When you press the whistle it should speed up.
It may be time for you to get a service manual.


----------



## x_doug_x (Jun 21, 2010)

humm, i dunno then. yea, maybe i should pick up a service manual. i have a diesel in here ima hook up and see if it slows it down when i push the horn. the horn button is built into one of the gray cheep lionel controllers.


----------



## x_doug_x (Jun 21, 2010)

x_doug_x said:


> humm, i dunno then. yea, maybe i should pick up a service manual. i have a diesel in here ima hook up and see if it slows it down when i push the horn. the horn button is built into one of the gray cheep lionel controllers.


i just pulled apart a old marx transformer i had and soldered a new cord on it and put it back together. i guess it has more amps than the rest. the loco runs with the tender without the whistle. i think something may be messed up in my black controller and i don't think the gray controller has enough amps. is there any way to make a whistle button? if i searched on here and didn't get any hits, the whitling tender works with all the other engines and even works with the one that was tripping the controller out when the controller is really really low, but it's too low to move the engine.


----------



## T-Man (May 16, 2008)

If I troubleshoot I need information and pictures.
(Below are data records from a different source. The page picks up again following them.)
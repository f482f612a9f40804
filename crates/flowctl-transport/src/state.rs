// Copyright 2024-2026 Farlight Networks, LLC
//
// Licensed under the Apache License, Version 2.0 (the "License");
// you may not use this file except in compliance with the License.
// You may obtain a copy of the License at
//
//     http://www.apache.org/licenses/LICENSE-2.0
//
// Unless required by applicable law or agreed to in writing, software
// distributed under the License is distributed on an "AS IS" BASIS,
// WITHOUT WARRANTIES OR CONDITIONS OF ANY KIND, either express or implied.
// See the License for the specific language governing permissions and
// limitations under the License.

//! Transport socket state machine.

/// Transport socket lifecycle state.
///
/// ```text
/// Idle ──► Connecting ──► Established ──► Closed
///   │          ▲                ▲             │
///   │          └────────────────┼─────────────┘ (reconnect backoff)
///   └──► Listening ── accept ───┘
/// ```
#[derive(Debug, Clone, Copy, PartialEq, Eq, Hash, Default)]
pub enum SocketState {
    /// Created, not yet connecting or listening.
    #[default]
    Idle,
    /// Accepting incoming connections.
    Listening,
    /// Connection attempt in progress.
    Connecting,
    /// Connected; data can flow.
    Established,
    /// Closed by either side or after an error.
    Closed,
}

impl SocketState {
    /// Returns true if data can be sent.
    #[must_use]
    pub const fn is_established(&self) -> bool {
        matches!(self, Self::Established)
    }

    /// Returns true if the socket is closed.
    #[must_use]
    pub const fn is_closed(&self) -> bool {
        matches!(self, Self::Closed)
    }

    /// Returns true if a transition to the target state is valid.
    #[must_use]
    #[allow(clippy::match_same_arms)]
    pub const fn can_transition_to(&self, target: Self) -> bool {
        use SocketState::{Closed, Connecting, Established, Idle, Listening};

        match (*self, target) {
            (Idle, Listening | Connecting | Established) => true,
            // Accepting yields an established socket.
            (Listening | Connecting, Established) => true,
            // A manual connect restarts an attempt in progress.
            (Connecting | Established | Closed, Connecting) => true,
            (Idle | Listening | Connecting | Established, Closed) => true,
            _ => false,
        }
    }
}

impl std::fmt::Display for SocketState {
    fn fmt(&self, f: &mut std::fmt::Formatter<'_>) -> std::fmt::Result {
        match self {
            Self::Idle => write!(f, "idle"),
            Self::Listening => write!(f, "listening"),
            Self::Connecting => write!(f, "connecting"),
            Self::Established => write!(f, "established"),
            Self::Closed => write!(f, "closed"),
        }
    }
}

/// How a socket came to exist.
#[derive(Debug, Clone, Copy, PartialEq, Eq, Hash)]
pub enum SocketRole {
    /// A listening endpoint.
    Listening,
    /// Connected by dialing out; eligible for reconnect.
    Active,
    /// Produced by accepting on a listening endpoint.
    Accepted,
    /// Wraps a link that was connected elsewhere.
    Plain,
}

impl std::fmt::Display for SocketRole {
    fn fmt(&self, f: &mut std::fmt::Formatter<'_>) -> std::fmt::Result {
        match self {
            Self::Listening => write!(f, "listening"),
            Self::Active => write!(f, "active"),
            Self::Accepted => write!(f, "accepted"),
            Self::Plain => write!(f, "plain"),
        }
    }
}

#[cfg(test)]
mod tests {
    use super::*;

    #[test]
    fn valid_forward_transitions() {
        assert!(SocketState::Idle.can_transition_to(SocketState::Listening));
        assert!(SocketState::Idle.can_transition_to(SocketState::Connecting));
        assert!(SocketState::Connecting.can_transition_to(SocketState::Established));
        assert!(SocketState::Established.can_transition_to(SocketState::Closed));
    }

    #[test]
    fn closed_can_only_reconnect() {
        assert!(SocketState::Closed.can_transition_to(SocketState::Connecting));
        assert!(!SocketState::Closed.can_transition_to(SocketState::Established));
        assert!(!SocketState::Closed.can_transition_to(SocketState::Listening));
    }

    #[test]
    fn invalid_transitions() {
        assert!(!SocketState::Established.can_transition_to(SocketState::Listening));
        assert!(!SocketState::Established.can_transition_to(SocketState::Idle));
        assert!(!SocketState::Listening.can_transition_to(SocketState::Connecting));
    }

    #[test]
    fn state_display() {
        assert_eq!(SocketState::Idle.to_string(), "idle");
        assert_eq!(SocketState::Established.to_string(), "established");
        assert_eq!(SocketRole::Accepted.to_string(), "accepted");
    }
}
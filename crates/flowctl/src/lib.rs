// Copyright 2024-2026 Farlight Networks, LLC
//
// Licensed under the Apache License, Version 2.0 (the "License");
// you may not use this file except in compliance with the License.
// You may obtain a copy of the License at
//
//     http://www.apache.org/licenses/LICENSE-2.0
//
// Unless required by applicable law or agreed to in writing, software
// distributed under the License is distributed on an "AS IS" BASIS,
// WITHOUT WARRANTIES OR CONDITIONS OF ANY KIND, either express or implied.
// See the License for the specific language governing permissions and
// limitations under the License.

//! Controller-side sessions for the OpenFlow 1.0, 1.2 and 1.3 control
//! channel.
//!
//! `flowctl` sits on top of [`flowctl_transport`] sockets and the
//! [`flowctl_wire`] codec and adds:
//!
//! - Version negotiation with hello bitmaps and header-version fallback
//! - The feature discovery handshake, including multipart table and port
//!   descriptions on 1.3
//! - Request/reply correlation by transaction id with per-request expiry
//! - Echo keepalive, reconnect after failure, and auxiliary channels
//! - A registry that finds connections by peer id and datapath id
//!
//! # Architecture
//!
//! [`ConnectionMachine`] is the sans-IO core: it consumes [`Input`]s and
//! returns [`Action`]s. Each connection runs it inside a task driven by
//! socket events, application commands and deadlines. The
//! [`SessionManager`] starts those tasks and reports what happens on a
//! single [`SessionEvent`] channel.
//!
//! # Example
//!
//! ```no_run
//! use flowctl::{Body, Config, SessionEvent, SessionManager};
//!
//! # async fn run() -> Result<(), flowctl::Error> {
//! let (manager, mut events) = SessionManager::new(Config::default())?;
//! manager.listen_tcp().await?;
//!
//! while let Some(event) = events.recv().await {
//!     match event {
//!         SessionEvent::ConnectionOpened { peer, info } => {
//!             println!("{peer}: datapath {:016x}", info.datapath_id());
//!             manager.send_request(peer, Body::BarrierRequest).await?;
//!         }
//!         SessionEvent::Message { peer, message, .. } => {
//!             println!("{peer}: {}", message.msg_type());
//!         }
//!         _ => {}
//!     }
//! }
//! # Ok(())
//! # }
//! ```

pub use flowctl_transport::SendStatus;
pub use flowctl_wire::{Body, Message, MessageType, Version};

mod config;
mod connection;
mod error;
mod machine;
mod manager;
mod multipart;
mod negotiation;
mod registry;
mod state;
mod transactions;

pub use config::{Config, ConfigError, DEFAULT_MAX_MULTIPART_PARTS, DEFAULT_PORT};
pub use connection::ConnectionHandle;
pub use error::{Error, NegotiationError, TimeoutKind};
pub use machine::{Action, ConnectionMachine, DatapathInfo, Input};
pub use manager::{SessionEvent, SessionEvents, SessionManager};
pub use multipart::MultipartAssembler;
pub use negotiation::{hello_failure, local_hello, negotiate, read_peer_hello};
pub use registry::{PeerId, SessionRegistry};
pub use state::ConnectionState;
pub use transactions::{Transaction, TransactionTable};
Lets not waste time. Your whistle works. THe relay does works but does not shut off. This is strange. The transformer info is no help at all. Then everthing slows when the button is pressed. Strange again. I can show the diagram. Ground is important. Try attaching a ground wire right to the frame. 
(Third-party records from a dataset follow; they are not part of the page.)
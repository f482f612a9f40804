// Copyright 2024-2026 Farlight Networks, LLC
//
// Licensed under the Apache License, Version 2.0 (the "License");
// you may not use this file except in compliance with the License.
// You may obtain a copy of the License at
//
//     http://www.apache.org/licenses/LICENSE-2.0
//
// Unless required by applicable law or agreed to in writing, software
// distributed under the License is distributed on an "AS IS" BASIS,
// WITHOUT WARRANTIES OR CONDITIONS OF ANY KIND, either express or implied.
// See the License for the specific language governing permissions and
// limitations under the License.

//! TCP and UDP links.
//!
//! Thin wrappers giving tokio's sockets the [`Link`], [`Dialer`] and
//! [`Acceptor`] interfaces.

use crate::{Acceptor, Dialer, Link, LinkKind};
use std::io;
use std::net::{Ipv4Addr, Ipv6Addr, SocketAddr};
use tokio::net::{lookup_host, TcpListener, TcpStream, UdpSocket};
use tracing::debug;

/// A TCP stream implementing [`Link`].
#[derive(Debug)]
pub struct TcpLink {
    inner: TcpStream,
}

impl TcpLink {
    /// Wraps a connected stream, disabling Nagle's algorithm.
    ///
    /// # Errors
    ///
    /// Returns an error if the socket option cannot be set.
    pub fn new(stream: TcpStream) -> io::Result<Self> {
        stream.set_nodelay(true)?;
        Ok(Self { inner: stream })
    }

    /// Returns a reference to the underlying stream.
    #[must_use]
    pub const fn inner(&self) -> &TcpStream {
        &self.inner
    }

    /// Consumes this wrapper and returns the underlying stream.
    #[must_use]
    pub fn into_inner(self) -> TcpStream {
        self.inner
    }
}

impl Link for TcpLink {
    fn kind(&self) -> LinkKind {
        LinkKind::Stream
    }

    fn peer_addr(&self) -> io::Result<SocketAddr> {
        self.inner.peer_addr()
    }

    async fn readable(&self) -> io::Result<()> {
        self.inner.readable().await
    }

    async fn writable(&self) -> io::Result<()> {
        self.inner.writable().await
    }

    fn try_read(&self, buf: &mut [u8]) -> io::Result<usize> {
        self.inner.try_read(buf)
    }

    fn try_write(&self, buf: &[u8]) -> io::Result<usize> {
        self.inner.try_write(buf)
    }
}

/// A connected UDP socket implementing [`Link`].
#[derive(Debug)]
pub struct UdpLink {
    inner: UdpSocket,
}

impl UdpLink {
    /// Wraps a socket that has already been connected to its peer.
    #[must_use]
    pub const fn new(socket: UdpSocket) -> Self {
        Self { inner: socket }
    }

    /// Returns a reference to the underlying socket.
    #[must_use]
    pub const fn inner(&self) -> &UdpSocket {
        &self.inner
    }
}

impl Link for UdpLink {
    fn kind(&self) -> LinkKind {
        LinkKind::Datagram
    }

    fn peer_addr(&self) -> io::Result<SocketAddr> {
        self.inner.peer_addr()
    }

    async fn readable(&self) -> io::Result<()> {
        self.inner.readable().await
    }

    async fn writable(&self) -> io::Result<()> {
        self.inner.writable().await
    }

    fn try_read(&self, buf: &mut [u8]) -> io::Result<usize> {
        self.inner.try_recv(buf)
    }

    fn try_write(&self, buf: &[u8]) -> io::Result<usize> {
        self.inner.try_send(buf)
    }
}

/// Dials a TCP target given as `host:port`.
///
/// The host is resolved on every attempt.
#[derive(Debug, Clone)]
pub struct TcpDialer {
    target: String,
}

impl TcpDialer {
    /// Creates a dialer for `target`, e.g. `"switch-7.lab:6653"`.
    #[must_use]
    pub fn new(target: impl Into<String>) -> Self {
        Self {
            target: target.into(),
        }
    }

    /// Returns the configured target.
    #[must_use]
    pub fn target(&self) -> &str {
        &self.target
    }
}

impl Dialer for TcpDialer {
    type Link = TcpLink;

    async fn dial(&self) -> io::Result<TcpLink> {
        debug!(target = %self.target, "dialing tcp");
        let stream = TcpStream::connect(self.target.as_str()).await?;
        TcpLink::new(stream)
    }
}

/// Dials a UDP target given as `host:port` and connects the socket to it.
#[derive(Debug, Clone)]
pub struct UdpDialer {
    target: String,
}

impl UdpDialer {
    /// Creates a dialer for `target`.
    #[must_use]
    pub fn new(target: impl Into<String>) -> Self {
        Self {
            target: target.into(),
        }
    }
}

impl Dialer for UdpDialer {
    type Link = UdpLink;

    async fn dial(&self) -> io::Result<UdpLink> {
        let remote = lookup_host(self.target.as_str())
            .await?
            .next()
            .ok_or_else(|| {
                io::Error::new(
                    io::ErrorKind::NotFound,
                    format!("no address found for {}", self.target),
                )
            })?;
        let local: SocketAddr = if remote.is_ipv4() {
            (Ipv4Addr::UNSPECIFIED, 0).into()
        } else {
            (Ipv6Addr::UNSPECIFIED, 0).into()
        };

        debug!(target = %self.target, %remote, "dialing udp");
        let socket = UdpSocket::bind(local).await?;
        socket.connect(remote).await?;
        Ok(UdpLink::new(socket))
    }
}

/// A bound TCP listener implementing [`Acceptor`].
#[derive(Debug)]
pub struct TcpAcceptor {
    inner: TcpListener,
}

impl TcpAcceptor {
    /// Binds to `addr`.
    ///
    /// # Errors
    ///
    /// Returns an error if the address cannot be bound.
    pub async fn bind(addr: impl tokio::net::ToSocketAddrs) -> io::Result<Self> {
        Ok(Self {
            inner: TcpListener::bind(addr).await?,
        })
    }
}

impl From<TcpListener> for TcpAcceptor {
    fn from(listener: TcpListener) -> Self {
        Self { inner: listener }
    }
}

impl Acceptor for TcpAcceptor {
    type Link = TcpLink;

    async fn accept(&self) -> io::Result<(TcpLink, SocketAddr)> {
        let (stream, addr) = self.inner.accept().await?;
        Ok((TcpLink::new(stream)?, addr))
    }

    fn local_addr(&self) -> io::Result<SocketAddr> {
        self.inner.local_addr()
    }
}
I cleaned mine and it worked. If yours doesn't all I can say is replace the relay and transformer. A meter would help to read the DC current.
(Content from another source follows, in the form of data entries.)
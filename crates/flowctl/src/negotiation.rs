// Copyright 2024-2026 Farlight Networks, LLC
//
// Licensed under the Apache License, Version 2.0 (the "License");
// you may not use this file except in compliance with the License.
// You may obtain a copy of the License at
//
//     http://www.apache.org/licenses/LICENSE-2.0
//
// Unless required by applicable law or agreed to in writing, software
// distributed under the License is distributed on an "AS IS" BASIS,
// WITHOUT WARRANTIES OR CONDITIONS OF ANY KIND, either express or implied.
// See the License for the specific language governing permissions and
// limitations under the License.

//! Hello negotiation.
//!
//! Both ends open with a hello stamped with their highest version. 1.3
//! speakers add a version bitmap; when both sides sent one, the highest
//! version in both bitmaps wins. Otherwise the lower of the two header
//! versions is used, provided this side supports it.
//!
//! These functions perform no I/O; the connection driver feeds them the
//! first frame from the peer and sends whatever they return.

use crate::error::NegotiationError;
use crate::Error;
use flowctl_wire::hello::{bitmap_contains, HELLO_TYPE_CODE};
use flowctl_wire::{
    peek_hello, Body, ErrorMsg, Hello, Message, MessageType, PeerHello, RawHeader, Version,
};
use tracing::{debug, trace, warn};

/// Builds the hello this side sends when a link comes up.
#[must_use]
pub fn local_hello(versions: &[Version], xid: u32) -> Message {
    let highest = versions.iter().copied().max().unwrap_or(Version::V1_0);
    let hello = if highest == Version::V1_3 {
        Hello::with_versions(versions)
    } else {
        Hello::new()
    };
    trace!(version = %highest, xid, "sending hello");
    Message::new(highest, xid, Body::Hello(hello))
}

/// Parses the first frame received from the peer.
///
/// # Errors
///
/// Returns [`NegotiationError::Rejected`] if the peer answered with an
/// error, [`NegotiationError::UnexpectedMessage`] for any other
/// non-hello message, and a decode error if the frame is malformed.
pub fn read_peer_hello(frame: &[u8]) -> Result<PeerHello, Error> {
    let header = RawHeader::parse(frame)?;
    if header.type_code != HELLO_TYPE_CODE {
        let is_error = Version::from_wire(header.version)
            .and_then(|v| MessageType::from_code(v, header.type_code))
            == Some(MessageType::Error);
        if is_error {
            if let Ok(Message {
                body: Body::Error(err),
                ..
            }) = Message::decode(frame)
            {
                warn!(
                    err_type = err.err_type,
                    code = err.code,
                    data = %String::from_utf8_lossy(&err.data),
                    "peer rejected hello"
                );
            }
            return Err(NegotiationError::Rejected.into());
        }
        warn!(type_code = header.type_code, "expected hello");
        return Err(NegotiationError::UnexpectedMessage {
            type_code: header.type_code,
        }
        .into());
    }

    let hello = peek_hello(frame)?;
    trace!(
        version = hello.wire_version,
        xid = hello.xid,
        bitmap = ?hello.bitmap,
        "received hello"
    );
    Ok(hello)
}

/// Picks the version to use with a peer.
///
/// # Errors
///
/// Returns [`NegotiationError::NoCommonVersion`] if the peer's offer and
/// `local` share no version.
pub fn negotiate(local: &[Version], peer: &PeerHello) -> Result<Version, NegotiationError> {
    let mismatch = || NegotiationError::NoCommonVersion {
        local: local.to_vec(),
        remote: peer.wire_version,
    };
    let highest = local.iter().copied().max().ok_or_else(mismatch)?;

    // Only a 1.3 hello from this side carries a bitmap.
    if let (Some(bitmap), Version::V1_3) = (&peer.bitmap, highest) {
        let version = local
            .iter()
            .copied()
            .filter(|v| bitmap_contains(bitmap, v.wire()))
            .max()
            .ok_or_else(mismatch)?;
        debug!(%version, "negotiated from version bitmaps");
        return Ok(version);
    }

    let candidate = highest.wire().min(peer.wire_version);
    let version = Version::from_wire(candidate)
        .filter(|v| local.contains(v))
        .ok_or_else(mismatch)?;
    debug!(%version, "negotiated from header versions");
    Ok(version)
}

/// Builds the hello-failed error sent before dropping a peer that shares
/// no version with this side.
///
/// The error carries the peer's hello xid and is encoded in the peer's
/// version when possible so it can parse it.
#[must_use]
pub fn hello_failure(local: &[Version], peer: &PeerHello) -> Message {
    let version = Version::from_wire(peer.wire_version)
        .or_else(|| local.iter().copied().min())
        .unwrap_or(Version::V1_0);
    let supported: Vec<String> = local.iter().map(ToString::to_string).collect();
    let reason = format!("supported versions: {}", supported.join(", "));
    Message::new(
        version,
        peer.xid,
        Body::Error(ErrorMsg::hello_incompatible(&reason)),
    )
}

#[cfg(test)]
mod tests {
    use super::*;
    use flowctl_wire::hello::bitmap_of;

    fn peer(wire_version: u8, bitmap: Option<&[Version]>) -> PeerHello {
        PeerHello {
            wire_version,
            xid: 42,
            bitmap: bitmap.map(bitmap_of),
        }
    }

    #[test]
    fn local_hello_carries_bitmap_only_for_1_3() {
        let msg = local_hello(&Version::ALL, 1);
        assert_eq!(msg.version, Version::V1_3);
        match &msg.body {
            Body::Hello(hello) => assert!(hello.bitmap().is_some()),
            other => panic!("expected hello, got {other:?}"),
        }

        let msg = local_hello(&[Version::V1_0, Version::V1_2], 1);
        assert_eq!(msg.version, Version::V1_2);
        assert_eq!(msg.body, Body::Hello(Hello::new()));
        assert!(msg.to_bytes().is_ok());
    }

    #[test]
    fn bitmaps_pick_highest_common() {
        let local = [Version::V1_0, Version::V1_3];
        let offer = peer(0x04, Some(&[Version::V1_0, Version::V1_2]));
        assert_eq!(negotiate(&local, &offer).expect("should agree"), Version::V1_0);

        let offer = peer(0x04, Some(&Version::ALL));
        assert_eq!(negotiate(&local, &offer).expect("should agree"), Version::V1_3);
    }

    #[test]
    fn bitmaps_without_overlap_fail() {
        let offer = peer(0x04, Some(&[Version::V1_2]));
        assert!(matches!(
            negotiate(&[Version::V1_0, Version::V1_3], &offer),
            Err(NegotiationError::NoCommonVersion { remote: 0x04, .. })
        ));
    }

    #[test]
    fn header_fallback_uses_lower_version() {
        let local = Version::ALL;
        assert_eq!(
            negotiate(&local, &peer(0x01, None)).expect("should agree"),
            Version::V1_0
        );
        assert_eq!(
            negotiate(&local, &peer(0x03, None)).expect("should agree"),
            Version::V1_2
        );
        // A newer peer falls back to our highest.
        assert_eq!(
            negotiate(&local, &peer(0x06, None)).expect("should agree"),
            Version::V1_3
        );
    }

    #[test]
    fn header_fallback_requires_local_support() {
        // 1.1 is never spoken here.
        assert!(negotiate(&Version::ALL, &peer(0x02, None)).is_err());
        assert!(negotiate(&[Version::V1_3], &peer(0x01, None)).is_err());
    }

    #[test]
    fn peer_bitmap_ignored_without_our_own() {
        let local = [Version::V1_0, Version::V1_2];
        let offer = peer(0x04, Some(&[Version::V1_3]));
        assert_eq!(negotiate(&local, &offer).expect("should agree"), Version::V1_2);
    }

    #[test]
    fn reads_hello_frames() {
        let frame = local_hello(&Version::ALL, 9).to_bytes().expect("hello encodes");
        let hello = read_peer_hello(&frame).expect("hello should parse");
        assert_eq!(hello.wire_version, 0x04);
        assert_eq!(hello.xid, 9);
        assert!(hello.bitmap.is_some());
    }

    #[test]
    fn non_hello_first_message() {
        let frame = Message::new(Version::V1_0, 1, Body::FeaturesRequest)
            .to_bytes()
            .expect("encode");
        assert!(matches!(
            read_peer_hello(&frame),
            Err(Error::NegotiationFailed(NegotiationError::UnexpectedMessage { type_code: 5 }))
        ));

        let frame = Message::new(
            Version::V1_0,
            1,
            Body::Error(ErrorMsg::hello_incompatible("nope")),
        )
        .to_bytes()
        .expect("encode");
        assert!(matches!(
            read_peer_hello(&frame),
            Err(Error::NegotiationFailed(NegotiationError::Rejected))
        ));

        assert!(matches!(read_peer_hello(&[1, 0]), Err(Error::Decode(_))));
    }

    #[test]
    fn failure_reply_uses_peer_version_and_xid() {
        let failure = hello_failure(&[Version::V1_3], &peer(0x01, None));
        assert_eq!(failure.version, Version::V1_0);
        assert_eq!(failure.xid, 42);
        match &failure.body {
            Body::Error(err) => assert!(err.is_hello_failed()),
            other => panic!("expected error, got {other:?}"),
        }
        assert!(failure.to_bytes().is_ok());

        let failure = hello_failure(&[Version::V1_2, Version::V1_3], &peer(0x02, None));
        assert_eq!(failure.version, Version::V1_2);
    }
}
There is just too much that I don't understand to fix this. It's sort of an undiscovered country. Really not my strong point to be honest.

The only worst subject for me than a relay is the smoke generators.

I am adding this from another post on whistle buttons.

At this point I don't have an explanation for the slow down when presssing the button.
It must be like a drain or a short.

Transformers generally work or they don't. SOme have different voltages so if one section goes bad it my effect the total output. You need to talk specifics because they vary so much.

I made a diagram for the whistle . note everthing depends on the ground. A rusty frame won't help.










Most of the information I got was from CCT forum on whistle button making. I can give you links but for the most part you are on your own. From experience on this forum I know my limitations I can assist, but I am still learning too.

I do know the relay works with a DC pulse. The voltage is around 3 to start. That gets everthing started then it goes down to 1.5 volts DC THen is slowly drowns out. I have collected a number of whistle buttons and some have a heated coil which you just can't buy.I am not at the point where I can tell you how to make one and ensure it will work. The same for relays. They either work or don't. Replace as needed. Often it is a connection or problem that is wrong or just dirty.


----------



## jetmech (Dec 5, 2009)

I have the same tender with the same whistle. It is a WS-125 if my memory serves me correctly. I am in need of a new impeller and a whistle body. My impeller has a couple of blades missing and the whistle body is full of cracks. I probably need a complete new whistle. The relay works fine and it works, just doesn't whistle very well. Know where I can get parts or a complete whistle? Ed


----------



## tjcruiser (Jan 10, 2010)

Jet,

Several sources for older Lionel parts. Try Jeff Kane at the Train Tender (www.ttender.com) ... not sure if he has the whistle parts you need, but he's a pretty honest / straight shooter.

TJ


----------



## jetmech (Dec 5, 2009)

TJ, sorry for the delay replying and thanks for the tip. I'll give them a try. Ed


----------



## x_doug_x (Jun 21, 2010)

i wanted to update you guys. my issue was the relay in the transformer kicking out. i replaced the old grey transformer with the horn button and with a cw80 type transformer and the engine/tender both work well now. the engine does speed up with the whistle button pressed and does not trip out. hopfully this will help someone else in the future.


----------



## GeraldNuss (Dec 31, 2013)

*Another picture?*

Hey T-Man, not sure if this old thread will generate new info but I will try. I have that same tender, thanks to council from this forum I realized the coil was missing and I got one from eBay. Set about to wire it up yesterday using a different thread's pictures, and another tender I have. I followed it as close as I could but it was not exactly my unit. This morning I found this thread and I see where I might have gone wrong. In looking at your first picture it looks like the wires from the pickup rollers attach at the top of the coil, it that right? Your sketch makes some sense but a photo of the connections would be sweet. I tried all kind of combinations yesterday with the same results, My whistle began to sound as soon as power was applied, not when then whistle button was pressed. The coil never closed the contacts. 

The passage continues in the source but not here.